6.3 Monotone Funktionen, Logarithmus und allgemeine


Potenzen

Definition 6.29 Sei D ⊆ R. Eine Funktion f ∶ D → R heißt


1. monoton wachsend, falls f (x) ≤ f (x′ ) für alle x, x′ ∈ D mit x < x′ ,
2. monoton fallend, falls f (x) ≥ f (x′ ) für alle x, x′ ∈ D mit x < x′ ,
3. streng monoton wachsend, falls f (x) < f (x′ ) für alle x, x′ ∈ D mit x < x′ ,
4. streng monoton fallend, falls f (x) > f (x′ ) für alle x, x′ ∈ D mit x < x′ .

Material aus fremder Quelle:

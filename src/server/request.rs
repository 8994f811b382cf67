use may_minihttp::Request;
use std::collections::HashMap;
use std::io::Read;
use tracing::debug;

/// Parsed HTTP request data used by `AppService`.
///
/// Contains all extracted information from the raw HTTP request including
/// headers, cookies, query parameters, and JSON body.
#[derive(Debug, Clone, PartialEq)]
pub struct ParsedRequest {
    /// HTTP method (GET, POST, etc.)
    pub method: String,
    /// Request URI as received, including the query string
    pub uri: String,
    /// Request path without the query string
    pub path: String,
    /// HTTP headers (lowercase keys)
    pub headers: HashMap<String, String>,
    /// Parsed cookies from the Cookie header
    pub cookies: HashMap<String, String>,
    /// Parsed query string parameters
    pub query_params: HashMap<String, String>,
    /// Parsed JSON body (if present and valid JSON)
    pub body: Option<serde_json::Value>,
}

/// Parse the Cookie header into name/value pairs.
pub fn parse_cookies(headers: &HashMap<String, String>) -> HashMap<String, String> {
    headers
        .get("cookie")
        .map(|c| {
            c.split(';')
                .filter_map(|pair| {
                    let mut parts = pair.trim().splitn(2, '=');
                    let name = parts.next()?.trim().to_string();
                    let value = parts.next().unwrap_or("").trim().to_string();
                    Some((name, value))
                })
                .collect()
        })
        .unwrap_or_default()
}

/// Parse query string parameters from a URL path.
///
/// Extracts everything after the `?` character and URL-decodes parameter
/// names and values.
pub fn parse_query_params(path: &str) -> HashMap<String, String> {
    if let Some(pos) = path.find('?') {
        let query_str = &path[pos + 1..];
        url::form_urlencoded::parse(query_str.as_bytes())
            .map(|(k, v)| (k.to_string(), v.to_string()))
            .collect()
    } else {
        HashMap::new()
    }
}

/// Extract method, path, headers, cookies, query parameters and body from a
/// raw `may_minihttp` request.
pub fn parse_request(req: Request) -> ParsedRequest {
    let method = req.method().to_string();
    let uri = req.path().to_string();
    let path = uri.split('?').next().unwrap_or("/").to_string();

    let headers: HashMap<String, String> = req
        .headers()
        .iter()
        .map(|h| {
            (
                h.name.to_ascii_lowercase(),
                String::from_utf8_lossy(h.value).to_string(),
            )
        })
        .collect();

    let cookies = parse_cookies(&headers);
    let query_params = parse_query_params(&uri);

    let body = {
        let mut body_str = String::new();
        match req.body().read_to_string(&mut body_str) {
            Ok(size) if size > 0 => serde_json::from_str(&body_str).ok(),
            _ => None,
        }
    };

    debug!(
        method = %method,
        path = %path,
        header_count = headers.len(),
        cookie_count = cookies.len(),
        query_count = query_params.len(),
        has_body = body.is_some(),
        "HTTP request parsed"
    );

    ParsedRequest {
        method,
        uri,
        path,
        headers,
        cookies,
        query_params,
        body,
    }
}

#[cfg(test)]
mod tests {
    use super::*;

    #[test]
    fn test_parse_cookies() {
        let mut h = HashMap::new();
        h.insert("cookie".to_string(), "a=b; c=d".to_string());
        let cookies = parse_cookies(&h);
        assert_eq!(cookies.get("a"), Some(&"b".to_string()));
        assert_eq!(cookies.get("c"), Some(&"d".to_string()));
    }

    #[test]
    fn test_parse_query_params() {
        let q = parse_query_params("/p?x=1&y=2");
        assert_eq!(q.get("x"), Some(&"1".to_string()));
        assert_eq!(q.get("y"), Some(&"2".to_string()));
    }

    #[test]
    fn test_parse_query_params_decodes() {
        let q = parse_query_params("/p?name=Ann%20Lee");
        assert_eq!(q.get("name"), Some(&"Ann Lee".to_string()));
    }
}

Bemerkung 6.30 Ist f streng monoton (wachsend oder fallend), so ist f injektiv, da
f (x) =/ f (x′ ) aus x =/ x′ folgt.

Ein zentrales Resultat für streng monotone Funktionen ist:

Satz 6.31 Sei f ∶ [a, b] → R stetig und streng monoton wachsend (oder fallend) und A ∶=
f (a), B ∶= f (b). Dann ist f ([a, b]) = [A, B] (bzw. f ([a, b]) = [B, A]) und f ∶ [a, b] → [A, B]
(bzw. f ∶ [a, b] → [B, A]) ist bijektiv. Außerdem ist f −1 ∶ [A, B] → [a, b] (bzw. f −1 ∶ [B, A] →
[a, b]) stetig und streng monoton wachsend (bzw. fallend).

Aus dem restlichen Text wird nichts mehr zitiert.